AVAILABLE DATA:
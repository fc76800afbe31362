//! # Database Migrations
//!
//! Embedded SQL migrations for the Meridian back-office.
//!
//! ## Adding New Migrations
//!
//! 1. Create a new file in `migrations/sqlite/` with the next sequence number
//! 2. Name format: `NNN_description.sql` (e.g., `002_add_suppliers.sql`)
//! 3. Write idempotent SQL (use `IF NOT EXISTS` where possible)
//! 4. **NEVER** modify existing migrations - always add new ones

use sqlx::SqlitePool;
use tracing::info;

use crate::error::DbResult;

/// Embedded migrations from the `migrations/sqlite` directory.
///
/// The `sqlx::migrate!()` macro embeds all SQL files from the specified
/// directory into the binary at compile time. No runtime file access
/// needed.
static MIGRATOR: sqlx::migrate::Migrator = sqlx::migrate!("../../migrations/sqlite");

/// Runs all pending database migrations.
///
/// ## Safety
/// - Idempotent: safe to run multiple times
/// - Transactional: each migration runs in a transaction
/// - Ordered: migrations run in filename order (001, 002, ...)
pub async fn run_migrations(pool: &SqlitePool) -> DbResult<()> {
    info!("Checking for pending migrations");

    MIGRATOR.run(pool).await?;

    info!("All migrations applied successfully");
    Ok(())
}

/// Returns (total embedded migrations, applied migrations).
///
/// For diagnostics and health checks.
pub async fn migration_status(pool: &SqlitePool) -> DbResult<(usize, usize)> {
    let total = MIGRATOR.migrations.len();

    let applied: i64 = sqlx::query_scalar("SELECT COUNT(*) FROM _sqlx_migrations")
        .fetch_one(pool)
        .await
        .unwrap_or(0);

    Ok((total, applied as usize))
}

TASK TO CARRY OUT:
Reproduce each record shown above without altering a single word.

RESULT:
repository fc76800afbe31362
//! # Database Migrations
//!
//! Embedded SQL migrations for the Meridian back-office.
//!
//! ## Adding New Migrations
//!
//! 1. Create a new file in `migrations/sqlite/` with the next sequence number
//! 2. Name format: `NNN_description.sql` (e.g., `002_add_suppliers.sql`)
//! 3. Write idempotent SQL (use `IF NOT EXISTS` where possible)
//! 4. **NEVER** modify existing migrations - always add new ones

use sqlx::SqlitePool;
use tracing::info;

use crate::error::DbResult;

/// Embedded migrations from the `migrations/sqlite` directory.
///
/// The `sqlx::migrate!()` macro embeds all SQL files from the specified
/// directory into the binary at compile time. No runtime file access
/// needed.
static MIGRATOR: sqlx::migrate::Migrator = sqlx::migrate!("../../migrations/sqlite");

/// Runs all pending database migrations.
///
/// ## Safety
/// - Idempotent: safe to run multiple times
/// - Transactional: each migration runs in a transaction
/// - Ordered: migrations run in filename order (001, 002, ...)
pub async fn run_migrations(pool: &SqlitePool) -> DbResult<()> {
    info!("Checking for pending migrations");

    MIGRATOR.run(pool).await?;

    info!("All migrations applied successfully");
    Ok(())
}

/// Returns (total embedded migrations, applied migrations).
///
/// For diagnostics and health checks.
pub async fn migration_status(pool: &SqlitePool) -> DbResult<(usize, usize)> {
    let total = MIGRATOR.migrations.len();

    let applied: i64 = sqlx::query_scalar("SELECT COUNT(*) FROM _sqlx_migrations")
        .fetch_one(pool)
        .await
        .unwrap_or(0);

    Ok((total, applied as usize))
}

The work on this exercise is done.